## What is required
Look through the records below, and copy out every line that holds the string "TasksByDate".

Stored data entries:
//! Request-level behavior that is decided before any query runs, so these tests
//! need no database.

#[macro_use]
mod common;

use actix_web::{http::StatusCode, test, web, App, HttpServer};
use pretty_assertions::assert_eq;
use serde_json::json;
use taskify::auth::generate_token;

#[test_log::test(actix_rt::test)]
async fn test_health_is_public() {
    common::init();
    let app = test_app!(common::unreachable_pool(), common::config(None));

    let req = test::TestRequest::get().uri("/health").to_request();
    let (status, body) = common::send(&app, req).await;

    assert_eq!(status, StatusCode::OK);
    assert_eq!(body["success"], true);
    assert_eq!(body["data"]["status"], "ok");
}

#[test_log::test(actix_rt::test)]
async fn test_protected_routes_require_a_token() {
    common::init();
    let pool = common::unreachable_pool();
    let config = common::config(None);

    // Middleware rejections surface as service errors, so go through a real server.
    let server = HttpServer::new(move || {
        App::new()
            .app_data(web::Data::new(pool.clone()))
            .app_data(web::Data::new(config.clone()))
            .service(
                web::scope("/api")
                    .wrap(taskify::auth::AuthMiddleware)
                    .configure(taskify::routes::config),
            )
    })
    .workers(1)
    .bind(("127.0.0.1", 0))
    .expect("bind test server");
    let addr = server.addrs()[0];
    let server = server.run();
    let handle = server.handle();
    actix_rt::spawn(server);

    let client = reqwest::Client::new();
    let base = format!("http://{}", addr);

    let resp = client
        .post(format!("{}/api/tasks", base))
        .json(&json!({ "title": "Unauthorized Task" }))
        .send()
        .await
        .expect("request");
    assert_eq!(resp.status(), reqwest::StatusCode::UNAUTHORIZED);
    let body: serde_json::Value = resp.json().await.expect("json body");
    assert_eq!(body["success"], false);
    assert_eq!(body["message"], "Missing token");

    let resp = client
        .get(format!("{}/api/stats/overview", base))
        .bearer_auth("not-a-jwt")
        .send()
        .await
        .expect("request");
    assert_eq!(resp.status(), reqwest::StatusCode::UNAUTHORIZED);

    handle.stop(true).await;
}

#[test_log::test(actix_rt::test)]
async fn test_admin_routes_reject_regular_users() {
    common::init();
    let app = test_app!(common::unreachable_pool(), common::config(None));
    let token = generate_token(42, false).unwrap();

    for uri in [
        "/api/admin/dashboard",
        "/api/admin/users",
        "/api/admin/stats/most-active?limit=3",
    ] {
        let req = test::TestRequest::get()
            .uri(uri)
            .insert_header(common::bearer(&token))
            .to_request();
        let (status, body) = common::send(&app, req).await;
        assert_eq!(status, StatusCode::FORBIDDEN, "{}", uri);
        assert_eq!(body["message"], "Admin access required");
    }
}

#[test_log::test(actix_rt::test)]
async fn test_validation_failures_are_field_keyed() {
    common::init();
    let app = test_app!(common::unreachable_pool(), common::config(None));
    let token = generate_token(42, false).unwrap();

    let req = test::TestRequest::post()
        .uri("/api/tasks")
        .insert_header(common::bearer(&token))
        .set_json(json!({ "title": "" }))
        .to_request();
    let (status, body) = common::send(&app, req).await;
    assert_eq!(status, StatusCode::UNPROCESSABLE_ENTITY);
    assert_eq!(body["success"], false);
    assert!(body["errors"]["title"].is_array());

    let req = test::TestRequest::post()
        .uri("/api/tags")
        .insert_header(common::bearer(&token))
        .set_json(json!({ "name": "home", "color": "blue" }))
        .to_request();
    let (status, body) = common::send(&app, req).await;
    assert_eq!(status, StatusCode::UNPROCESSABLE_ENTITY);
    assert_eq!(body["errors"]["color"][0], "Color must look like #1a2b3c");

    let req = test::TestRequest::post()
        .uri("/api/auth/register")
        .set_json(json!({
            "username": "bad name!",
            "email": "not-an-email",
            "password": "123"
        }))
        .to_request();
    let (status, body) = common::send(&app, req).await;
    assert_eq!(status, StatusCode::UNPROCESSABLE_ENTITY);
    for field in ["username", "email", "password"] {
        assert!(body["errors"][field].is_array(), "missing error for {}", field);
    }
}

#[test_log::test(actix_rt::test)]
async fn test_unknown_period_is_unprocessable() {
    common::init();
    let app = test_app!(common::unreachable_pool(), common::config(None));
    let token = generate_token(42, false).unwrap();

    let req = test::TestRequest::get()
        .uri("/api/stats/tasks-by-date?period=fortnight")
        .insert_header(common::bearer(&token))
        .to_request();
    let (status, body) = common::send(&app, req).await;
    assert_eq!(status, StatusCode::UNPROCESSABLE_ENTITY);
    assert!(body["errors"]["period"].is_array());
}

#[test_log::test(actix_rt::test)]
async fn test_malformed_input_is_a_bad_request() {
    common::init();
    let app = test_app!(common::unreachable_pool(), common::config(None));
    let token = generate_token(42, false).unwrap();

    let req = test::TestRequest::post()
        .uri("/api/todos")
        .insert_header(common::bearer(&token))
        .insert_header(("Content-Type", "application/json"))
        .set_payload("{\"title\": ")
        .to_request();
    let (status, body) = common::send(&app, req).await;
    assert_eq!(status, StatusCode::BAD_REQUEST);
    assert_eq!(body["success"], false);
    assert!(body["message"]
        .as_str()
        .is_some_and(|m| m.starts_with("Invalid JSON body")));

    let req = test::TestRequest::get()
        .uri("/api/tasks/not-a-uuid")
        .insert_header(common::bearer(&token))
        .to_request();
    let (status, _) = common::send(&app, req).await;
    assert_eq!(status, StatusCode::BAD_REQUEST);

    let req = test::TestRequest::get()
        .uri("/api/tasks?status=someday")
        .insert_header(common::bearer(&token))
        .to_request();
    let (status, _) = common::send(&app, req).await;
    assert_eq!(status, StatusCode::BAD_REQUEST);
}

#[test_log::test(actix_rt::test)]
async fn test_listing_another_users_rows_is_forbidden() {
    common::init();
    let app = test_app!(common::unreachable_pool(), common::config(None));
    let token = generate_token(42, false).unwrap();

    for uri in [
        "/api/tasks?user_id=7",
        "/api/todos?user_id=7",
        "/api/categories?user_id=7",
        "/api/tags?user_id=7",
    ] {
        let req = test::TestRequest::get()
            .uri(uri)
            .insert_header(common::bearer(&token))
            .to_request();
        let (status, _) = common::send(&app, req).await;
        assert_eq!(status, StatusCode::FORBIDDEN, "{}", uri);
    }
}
==
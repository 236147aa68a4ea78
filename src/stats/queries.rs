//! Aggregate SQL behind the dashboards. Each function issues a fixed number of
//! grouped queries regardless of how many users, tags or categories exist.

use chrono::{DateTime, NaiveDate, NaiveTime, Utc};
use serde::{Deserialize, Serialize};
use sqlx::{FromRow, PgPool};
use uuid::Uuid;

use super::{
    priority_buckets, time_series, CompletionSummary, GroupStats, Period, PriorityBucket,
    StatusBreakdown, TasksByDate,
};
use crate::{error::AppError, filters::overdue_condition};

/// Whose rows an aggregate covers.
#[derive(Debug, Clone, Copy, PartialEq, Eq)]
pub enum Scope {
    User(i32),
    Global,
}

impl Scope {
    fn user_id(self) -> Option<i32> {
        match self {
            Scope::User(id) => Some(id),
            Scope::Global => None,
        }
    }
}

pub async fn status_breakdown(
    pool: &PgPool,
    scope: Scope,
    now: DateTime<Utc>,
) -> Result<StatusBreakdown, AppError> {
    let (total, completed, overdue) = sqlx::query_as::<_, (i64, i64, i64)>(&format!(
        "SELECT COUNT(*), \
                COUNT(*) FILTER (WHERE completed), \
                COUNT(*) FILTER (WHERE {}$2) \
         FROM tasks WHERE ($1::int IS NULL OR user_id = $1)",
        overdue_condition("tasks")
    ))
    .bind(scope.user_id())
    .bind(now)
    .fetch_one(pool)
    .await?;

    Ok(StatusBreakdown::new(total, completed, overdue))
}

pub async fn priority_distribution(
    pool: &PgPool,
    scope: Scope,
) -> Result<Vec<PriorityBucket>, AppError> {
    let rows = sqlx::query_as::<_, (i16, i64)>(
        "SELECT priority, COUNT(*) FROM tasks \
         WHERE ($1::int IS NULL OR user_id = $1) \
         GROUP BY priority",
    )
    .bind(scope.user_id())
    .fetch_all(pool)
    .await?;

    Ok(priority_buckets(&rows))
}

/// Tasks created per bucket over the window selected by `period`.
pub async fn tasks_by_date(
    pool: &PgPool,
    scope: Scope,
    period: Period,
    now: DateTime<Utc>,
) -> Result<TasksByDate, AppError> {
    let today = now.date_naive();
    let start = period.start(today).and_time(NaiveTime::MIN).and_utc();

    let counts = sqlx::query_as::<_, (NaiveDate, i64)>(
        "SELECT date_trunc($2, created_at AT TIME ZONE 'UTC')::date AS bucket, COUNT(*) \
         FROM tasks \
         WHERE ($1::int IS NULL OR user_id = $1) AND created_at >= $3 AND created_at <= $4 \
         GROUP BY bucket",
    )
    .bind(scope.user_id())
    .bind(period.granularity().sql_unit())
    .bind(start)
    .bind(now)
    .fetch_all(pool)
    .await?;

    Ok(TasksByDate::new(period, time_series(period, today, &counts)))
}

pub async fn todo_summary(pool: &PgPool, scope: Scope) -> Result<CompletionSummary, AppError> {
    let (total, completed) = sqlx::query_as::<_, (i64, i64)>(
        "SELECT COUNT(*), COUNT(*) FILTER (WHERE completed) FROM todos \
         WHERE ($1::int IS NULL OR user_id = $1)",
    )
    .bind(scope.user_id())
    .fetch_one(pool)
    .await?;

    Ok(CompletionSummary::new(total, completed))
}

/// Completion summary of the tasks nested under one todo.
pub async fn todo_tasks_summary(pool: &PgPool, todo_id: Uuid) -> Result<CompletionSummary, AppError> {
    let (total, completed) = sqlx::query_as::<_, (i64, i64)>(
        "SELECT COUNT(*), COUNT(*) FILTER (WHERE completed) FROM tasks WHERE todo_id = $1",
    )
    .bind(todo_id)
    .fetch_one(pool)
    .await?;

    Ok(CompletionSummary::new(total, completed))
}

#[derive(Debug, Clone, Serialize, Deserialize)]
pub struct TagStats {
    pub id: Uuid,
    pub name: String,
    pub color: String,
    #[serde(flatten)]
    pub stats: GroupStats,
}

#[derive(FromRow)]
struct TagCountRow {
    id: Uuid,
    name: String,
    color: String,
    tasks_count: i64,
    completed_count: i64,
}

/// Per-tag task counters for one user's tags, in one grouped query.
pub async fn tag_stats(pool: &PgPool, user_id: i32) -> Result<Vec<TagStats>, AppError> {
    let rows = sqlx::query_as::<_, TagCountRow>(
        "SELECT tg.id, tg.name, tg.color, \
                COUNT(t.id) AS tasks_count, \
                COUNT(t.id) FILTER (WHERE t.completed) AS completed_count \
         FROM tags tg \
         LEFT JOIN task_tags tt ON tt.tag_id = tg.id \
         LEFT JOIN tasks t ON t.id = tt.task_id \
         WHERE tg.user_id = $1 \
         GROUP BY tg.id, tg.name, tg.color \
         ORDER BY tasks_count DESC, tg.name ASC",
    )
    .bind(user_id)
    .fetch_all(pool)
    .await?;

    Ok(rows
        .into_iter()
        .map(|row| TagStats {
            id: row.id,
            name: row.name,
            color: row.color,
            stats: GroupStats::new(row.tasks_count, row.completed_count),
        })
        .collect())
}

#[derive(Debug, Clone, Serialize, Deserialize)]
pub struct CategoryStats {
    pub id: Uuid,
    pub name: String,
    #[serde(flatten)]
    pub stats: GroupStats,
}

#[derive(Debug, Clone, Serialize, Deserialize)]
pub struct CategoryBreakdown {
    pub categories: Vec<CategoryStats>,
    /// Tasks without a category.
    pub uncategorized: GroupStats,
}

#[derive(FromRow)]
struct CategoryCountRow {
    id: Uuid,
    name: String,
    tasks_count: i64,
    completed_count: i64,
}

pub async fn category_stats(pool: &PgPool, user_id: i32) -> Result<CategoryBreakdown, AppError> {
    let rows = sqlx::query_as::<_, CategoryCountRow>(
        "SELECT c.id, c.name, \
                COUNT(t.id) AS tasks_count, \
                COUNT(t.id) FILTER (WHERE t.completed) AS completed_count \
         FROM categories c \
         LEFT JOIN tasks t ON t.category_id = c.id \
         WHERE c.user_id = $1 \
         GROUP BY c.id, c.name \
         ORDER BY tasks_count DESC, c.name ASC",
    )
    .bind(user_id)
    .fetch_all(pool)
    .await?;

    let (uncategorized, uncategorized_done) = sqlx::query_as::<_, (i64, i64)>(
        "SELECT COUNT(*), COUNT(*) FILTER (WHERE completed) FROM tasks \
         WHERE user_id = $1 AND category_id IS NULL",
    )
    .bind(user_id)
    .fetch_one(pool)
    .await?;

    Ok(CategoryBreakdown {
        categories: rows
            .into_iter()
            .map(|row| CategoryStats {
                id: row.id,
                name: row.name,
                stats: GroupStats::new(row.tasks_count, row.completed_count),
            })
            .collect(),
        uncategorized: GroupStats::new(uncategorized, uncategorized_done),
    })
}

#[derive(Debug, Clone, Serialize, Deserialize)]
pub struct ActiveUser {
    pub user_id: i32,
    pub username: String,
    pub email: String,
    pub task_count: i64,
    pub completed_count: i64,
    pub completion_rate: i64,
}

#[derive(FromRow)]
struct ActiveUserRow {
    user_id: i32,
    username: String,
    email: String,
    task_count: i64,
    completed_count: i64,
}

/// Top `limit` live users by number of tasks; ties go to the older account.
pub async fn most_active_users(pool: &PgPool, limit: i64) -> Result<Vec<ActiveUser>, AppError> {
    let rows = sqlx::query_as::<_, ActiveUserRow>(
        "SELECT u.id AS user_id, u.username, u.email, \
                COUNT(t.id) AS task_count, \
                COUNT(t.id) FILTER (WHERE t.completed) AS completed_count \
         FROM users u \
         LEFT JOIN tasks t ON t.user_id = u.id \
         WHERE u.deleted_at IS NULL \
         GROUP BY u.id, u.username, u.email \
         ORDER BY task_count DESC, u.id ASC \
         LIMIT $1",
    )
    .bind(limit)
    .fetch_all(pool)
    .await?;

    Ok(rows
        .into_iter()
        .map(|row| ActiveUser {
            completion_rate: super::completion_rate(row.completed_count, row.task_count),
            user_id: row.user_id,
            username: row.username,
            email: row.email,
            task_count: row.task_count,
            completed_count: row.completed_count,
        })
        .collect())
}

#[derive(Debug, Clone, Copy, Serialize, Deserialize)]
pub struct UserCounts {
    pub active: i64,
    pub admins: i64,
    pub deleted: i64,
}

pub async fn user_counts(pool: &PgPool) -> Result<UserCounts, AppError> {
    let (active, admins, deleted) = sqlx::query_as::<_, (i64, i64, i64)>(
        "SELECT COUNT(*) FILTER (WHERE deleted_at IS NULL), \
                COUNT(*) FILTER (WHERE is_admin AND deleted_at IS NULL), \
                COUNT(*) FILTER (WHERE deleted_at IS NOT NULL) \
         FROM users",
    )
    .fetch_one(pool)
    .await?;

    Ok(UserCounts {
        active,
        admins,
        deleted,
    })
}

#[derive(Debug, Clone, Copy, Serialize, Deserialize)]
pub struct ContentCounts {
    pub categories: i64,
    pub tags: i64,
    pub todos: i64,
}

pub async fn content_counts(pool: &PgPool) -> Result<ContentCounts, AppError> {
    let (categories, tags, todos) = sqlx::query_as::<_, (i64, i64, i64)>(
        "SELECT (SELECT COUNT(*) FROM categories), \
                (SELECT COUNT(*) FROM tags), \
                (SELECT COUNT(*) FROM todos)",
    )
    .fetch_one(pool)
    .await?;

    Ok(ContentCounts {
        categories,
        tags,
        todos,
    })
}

## The completed task
    StatusBreakdown, TasksByDate,
) -> Result<TasksByDate, AppError> {
    Ok(TasksByDate::new(period, time_series(period, today, &counts)))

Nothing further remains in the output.